Material provided START

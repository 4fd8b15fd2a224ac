use feed_ranking_service::{
    cache::RedisFeedCache,
    store::{InteractionRepository, ProductRepository},
    Config, EventConsumer,
};
use sqlx::postgres::PgPoolOptions;
use std::sync::Arc;
use tokio::sync::watch;
use tracing::{error, info};
use tracing_subscriber::{fmt, prelude::*, EnvFilter};

#[tokio::main]
async fn main() -> Result<(), Box<dyn std::error::Error>> {
    // Initialize tracing
    tracing_subscriber::registry()
        .with(fmt::layer())
        .with(EnvFilter::from_default_env())
        .init();

    // Load config
    let config = Config::from_env().expect("Failed to load config");

    info!("Starting feed-ranking-service event consumer");

    let cache =
        Arc::new(RedisFeedCache::from_url(&config.redis.url).expect("Failed to create Redis client"));

    let pool = PgPoolOptions::new()
        .max_connections(config.database.pool_size)
        .connect(&config.database.url)
        .await
        .expect("Failed to connect to Postgres");

    let products = Arc::new(ProductRepository::new(pool.clone()));
    let interactions = Arc::new(InteractionRepository::new(pool));

    let consumer = EventConsumer::new(cache, products, interactions);

    let (shutdown_tx, shutdown_rx) = watch::channel(false);

    let consumer_task = tokio::spawn(async move {
        consumer.run(shutdown_rx).await;
    });

    tokio::signal::ctrl_c().await?;
    info!("Shutdown signal received, draining in-flight event");

    if shutdown_tx.send(true).is_err() {
        error!("Consumer already gone during shutdown");
    }
    consumer_task.await?;

    info!("feed-ranking-service stopped");
    Ok(())
}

Material provided END

## Exercise directions
Within the records, the lines containing the string "await" are to be counted and their number given without comment.

## Written answer
4